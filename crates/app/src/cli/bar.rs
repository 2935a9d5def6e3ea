use clap::{Args, Subcommand};
use tracing::info;

use comptoir::prelude::{BarLog, BarStatus};
use comptoir_app::{context::AppContext, errors::AppError};

#[derive(Debug, Args)]
pub(crate) struct BarCommand {
    #[command(subcommand)]
    command: BarSubcommand,
}

#[derive(Debug, Subcommand)]
enum BarSubcommand {
    /// Show whether the bar is open
    Status,

    /// Open the bar
    Open,

    /// Close the bar
    Close,

    /// Set the message customers see while the bar is closed
    Message {
        /// Closing message
        message: String,
    },

    /// List recorded openings
    Openings,
}

pub(crate) async fn run(command: BarCommand, context: &AppContext) -> Result<(), AppError> {
    let bar = context.bar.as_ref();

    match command.command {
        BarSubcommand::Status => {}
        BarSubcommand::Open => {
            bar.open().await?;
            info!("bar opened");
        }
        BarSubcommand::Close => {
            bar.close().await?;
            info!("bar closed");
        }
        BarSubcommand::Message { message } => {
            bar.set_closing_message(&message).await?;
            info!(%message, "closing message updated");
        }
        BarSubcommand::Openings => {
            let log = BarLog::from_openings(bar.openings().await?);

            for opening in log.openings() {
                match opening.end {
                    Some(end) => println!("{} -> {end}", opening.begin),
                    None => println!("{} -> still open", opening.begin),
                }
            }

            return Ok(());
        }
    }

    print_status(&bar.status().await?);

    Ok(())
}

fn print_status(status: &BarStatus) {
    match (status.is_open, status.open_since) {
        (true, Some(since)) => println!("open since {since}"),
        (true, None) => println!("open"),
        (false, _) => println!("closed"),
    }

    if let Some(message) = &status.closing_message {
        println!("closing message: {message}");
    }
}
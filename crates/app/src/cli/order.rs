use clap::Args;

use comptoir::prelude::{Cart, OrderId, OrderStage, format_price};
use comptoir_app::{
    config::StorageConfig,
    context::AppContext,
    errors::AppError,
    store::FileCartStore,
    tracker::{OrderTracker, RetrySchedule},
};

use crate::cli::cart::{load_catalog, print_cart};

#[derive(Debug, Args)]
pub(crate) struct CheckoutArgs {
    /// Purchaser email, attached to the payment session
    #[arg(long)]
    email: Option<String>,
}

#[derive(Debug, Args)]
pub(crate) struct StatusArgs {
    /// Order id printed by `checkout`
    #[arg(long)]
    order: u64,

    /// Payment session printed by `checkout`
    #[arg(long)]
    client_secret: String,

    /// Keep reading until the payment succeeds or is canceled
    #[arg(long)]
    wait: bool,
}

pub(crate) async fn checkout(
    args: CheckoutArgs,
    context: &AppContext,
    storage: &StorageConfig,
) -> Result<(), AppError> {
    let catalog = load_catalog(context).await;
    let mut cart = Cart::load(&catalog, FileCartStore::new(&storage.cart_path));

    print_cart(&cart);

    let tracker = context
        .storefront()
        .checkout(&mut cart, args.email.as_deref())
        .await?;

    let order = tracker.order();

    println!("order: {}", order.id());
    println!("client_secret: {}", order.client_secret().unwrap_or("-"));

    if let Some(total) = order.total() {
        println!("amount due: {}", format_price(total.to_minor_units()));
    }

    match context.checkout.publishable_key().await {
        Ok(key) => println!("publishable_key: {key}"),
        Err(error) => eprintln!("publishable key unavailable: {error}"),
    }

    Ok(())
}

pub(crate) async fn status(args: StatusArgs, context: &AppContext) -> Result<(), AppError> {
    let checkout = context.checkout.as_ref();
    let mut tracker = OrderTracker::resume(OrderId(args.order), args.client_secret);
    let mut schedule = RetrySchedule::default();

    let stage = loop {
        let stage = tracker.refresh(checkout).await?;

        if !args.wait || tracker.is_settled() {
            break stage;
        }

        match schedule.next() {
            Some(delay) => tokio::time::sleep(delay).await,
            None => break stage,
        }
    };

    println!("stage: {}", describe(stage));

    let Some(view) = tracker.order().receipt_view() else {
        return Ok(());
    };

    println!("receipt: {}", view.receipt);

    for item in view.line_items {
        println!(
            "{:>3} x {}  {}",
            item.quantity,
            item.item_name,
            format_price(item.subtotal_ttc)
        );
    }

    if let Some(total) = view.total {
        println!("total: {}", format_price(total));
    }

    println!("qr: {}", tracker.qr_code_url(checkout)?);

    Ok(())
}

fn describe(stage: OrderStage) -> String {
    match stage {
        OrderStage::Created => "created".to_string(),
        OrderStage::EmailAttached => "email attached".to_string(),
        OrderStage::PaymentPending(status) => format!("payment pending ({status})"),
        OrderStage::Succeeded => "paid".to_string(),
        OrderStage::Served => "served".to_string(),
    }
}
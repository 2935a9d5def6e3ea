//! Staff endpoints.

use async_trait::async_trait;
use reqwest::Method;

use comptoir::prelude::{BarOpening, BarStatus, OrderId, Receipt, StaffOrderRecord};

use crate::{
    api::{ApiClient, ApiError},
    services::{BarService, StaffService},
};

#[async_trait]
impl StaffService for ApiClient {
    async fn orders(&self) -> Result<Vec<StaffOrderRecord>, ApiError> {
        Self::read(self.request(Method::GET, "/admin/orders/get_all")).await
    }

    async fn order_by_receipt(&self, receipt: &Receipt) -> Result<StaffOrderRecord, ApiError> {
        Self::read(
            self.request(Method::GET, "/admin/orders/get_by_receipt")
                .query(&[("receipt", receipt.as_str())]),
        )
        .await
    }

    async fn set_served(&self, order: OrderId, served: bool) -> Result<(), ApiError> {
        Self::send(
            self.request(Method::POST, "/admin/orders/set_served")
                .query(&[("order_id", order.to_string()), ("served", served.to_string())]),
        )
        .await?;

        Ok(())
    }
}

#[async_trait]
impl BarService for ApiClient {
    async fn status(&self) -> Result<BarStatus, ApiError> {
        Self::read(self.request(Method::GET, "/admin/bar")).await
    }

    async fn open(&self) -> Result<(), ApiError> {
        Self::send(self.request(Method::POST, "/admin/bar/open")).await?;

        Ok(())
    }

    async fn close(&self) -> Result<(), ApiError> {
        Self::send(self.request(Method::POST, "/admin/bar/close")).await?;

        Ok(())
    }

    async fn set_closing_message(&self, message: &str) -> Result<(), ApiError> {
        Self::send(
            self.request(Method::POST, "/admin/bar/set_closing_message")
                .query(&[("closing_message", message)]),
        )
        .await?;

        Ok(())
    }

    async fn openings(&self) -> Result<Vec<BarOpening>, ApiError> {
        Self::read(self.request(Method::GET, "/admin/reports/get_bar_openings")).await
    }
}
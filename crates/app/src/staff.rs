//! Staff fulfilment flow.

use std::sync::Arc;

use tracing::info;

use comptoir::prelude::{Actor, Order, Receipt};

use crate::{errors::AppError, services::StaffService};

/// What staff go through: find an order by its receipt, hand it over, mark it served.
#[derive(Clone)]
pub struct StaffDesk {
    staff: Arc<dyn StaffService>,
}

impl StaffDesk {
    /// Create a new desk.
    pub fn new(staff: Arc<dyn StaffService>) -> Self {
        Self { staff }
    }

    /// Every order, as listed to staff.
    ///
    /// # Errors
    ///
    /// Returns an error if the orders cannot be read.
    pub async fn orders(&self) -> Result<Vec<Order>, AppError> {
        let records = self.staff.orders().await?;

        Ok(records.into_iter().map(Order::from_staff_record).collect())
    }

    /// The order a receipt was issued for. Reading it twice gives the same order.
    ///
    /// # Errors
    ///
    /// Returns an error if no order carries the receipt or the read fails.
    pub async fn lookup(&self, receipt: &Receipt) -> Result<Order, AppError> {
        let record = self.staff.order_by_receipt(receipt).await?;

        Ok(Order::from_staff_record(record))
    }

    /// Sets whether `order` was served and returns whether anything changed.
    ///
    /// The backend is only called for an actual change, and `order` is only updated once the
    /// backend confirmed it.
    ///
    /// # Errors
    ///
    /// Returns an error if the order is not paid or the backend refuses the change.
    pub async fn set_served(&self, order: &mut Order, served: bool) -> Result<bool, AppError> {
        let mut updated = order.clone();

        if !updated.set_served(served, Actor::Staff)? {
            return Ok(false);
        }

        self.staff.set_served(order.id(), served).await?;

        info!(order = %order.id(), served, "served flag updated");

        *order = updated;

        Ok(true)
    }

    /// Flips whether `order` was served and returns the new value.
    ///
    /// # Errors
    ///
    /// See [`StaffDesk::set_served`].
    pub async fn toggle_served(&self, order: &mut Order) -> Result<bool, AppError> {
        let served = !order.served();

        self.set_served(order, served).await?;

        Ok(served)
    }
}
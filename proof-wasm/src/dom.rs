use wasm_bindgen::{JsCast, JsValue};
use web_sys::{Document, HtmlCanvasElement, HtmlElement, HtmlImageElement};

/// Look up a required element by id. Absence is a fatal precondition, not a
/// recoverable error.
pub fn require_element<T: JsCast>(document: &Document, id: &str) -> Result<T, JsValue> {
    let element = document
        .get_element_by_id(id)
        .ok_or_else(|| JsValue::from_str(&format!("missing element: #{id}")))?;
    element
        .dyn_into::<T>()
        .map_err(|_| JsValue::from_str(&format!("unexpected element type: #{id}")))
}

/// Everything the widget needs from the host page. Construction fails before
/// any network request is issued when an element is absent.
pub struct PageElements {
    pub canvas: HtmlCanvasElement,
    pub container: HtmlElement,
    pub sprite: HtmlImageElement,
    pub zoom_in: HtmlElement,
    pub zoom_out: HtmlElement,
    /// Sprite sheet resolution, from the canvas `data-size` attribute.
    pub scale: String,
}

impl PageElements {
    pub fn find(document: &Document) -> Result<Self, JsValue> {
        let canvas: HtmlCanvasElement = require_element(document, "piecemaker-table")?;
        let container = canvas
            .parent_element()
            .and_then(|el| el.dyn_into::<HtmlElement>().ok())
            .ok_or_else(|| JsValue::from_str("canvas has no parent container"))?;
        let sprite: HtmlImageElement =
            require_element(document, "piecemaker-sprite_without_padding")?;
        let zoom_in: HtmlElement = require_element(document, "zoom-in")?;
        let zoom_out: HtmlElement = require_element(document, "zoom-out")?;
        let scale = canvas
            .dataset()
            .get("size")
            .ok_or_else(|| JsValue::from_str("canvas is missing its data-size attribute"))?;
        Ok(PageElements {
            canvas,
            container,
            sprite,
            zoom_in,
            zoom_out,
            scale,
        })
    }
}
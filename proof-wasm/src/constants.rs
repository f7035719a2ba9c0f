/// Zoom change per wheel delta unit while Ctrl is held.
pub const WHEEL_ZOOM_STEP: f64 = 0.05;
/// Pan distance multiplier applied to plain wheel deltas.
pub const WHEEL_PAN_STEP: f64 = 5.0;
/// Zoom increment for the zoom-in/zoom-out buttons.
pub const BUTTON_ZOOM_STEP: f64 = 0.25;

/// Outline drawn around the source image bounds on the table.
pub const OUTLINE_LINE_WIDTH: f64 = 2.0;
pub const OUTLINE_FILL: &str = "rgba(255,255,255,0.2)";
pub const OUTLINE_STROKE: &str = "rgba(255,255,255,0.4)";
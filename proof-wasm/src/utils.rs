use wasm_bindgen::{JsCast, JsValue};
use wasm_bindgen_futures::JsFuture;
use web_sys::Response;

/// Log a message to the browser console.
pub fn log(s: &str) {
    web_sys::console::log_1(&JsValue::from_str(s));
}

/// Await a fetch promise and return the response body text. Non-2xx statuses
/// are errors; nothing here retries or recovers.
pub async fn response_text(request: js_sys::Promise) -> Result<String, JsValue> {
    let resp: Response = JsFuture::from(request).await?.dyn_into()?;
    if !resp.ok() {
        return Err(JsValue::from_str(&format!(
            "request failed with status {}",
            resp.status()
        )));
    }
    let text = JsFuture::from(resp.text()?).await?;
    text.as_string()
        .ok_or_else(|| JsValue::from_str("response body is not text"))
}
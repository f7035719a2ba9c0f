use proof_core::Viewport;
use web_sys::{CanvasRenderingContext2d, HtmlCanvasElement, HtmlElement, HtmlImageElement, Window};

use crate::dom::PageElements;
use crate::render::Piece;

/// Widget state shared behind an `Rc<RefCell<_>>` so the DOM callbacks can
/// reach it.
pub struct State {
    pub window: Window,
    pub container: HtmlElement,
    pub canvas: HtmlCanvasElement,
    pub ctx: CanvasRenderingContext2d,
    pub sprite: HtmlImageElement,
    pub pieces: Vec<Piece>,
    pub viewport: Viewport,
    // at most one pending animation frame per gesture kind
    pub zooming: bool,
    pub panning: bool,
    // cursor-relative origin while a drag-pan is active
    pub drag_origin: Option<(f64, f64)>,
}

impl State {
    pub fn new(
        window: Window,
        page: &PageElements,
        ctx: CanvasRenderingContext2d,
        pieces: Vec<Piece>,
        viewport: Viewport,
    ) -> Self {
        State {
            window,
            container: page.container.clone(),
            canvas: page.canvas.clone(),
            ctx,
            sprite: page.sprite.clone(),
            pieces,
            viewport,
            zooming: false,
            panning: false,
            drag_origin: None,
        }
    }
}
----------------
= Problem details =
Search the listing above for the string "attached". Copy every line that contains it.

= Your response =
    /// Purchaser email, attached to the payment session
        OrderStage::EmailAttached => "email attached".to_string(),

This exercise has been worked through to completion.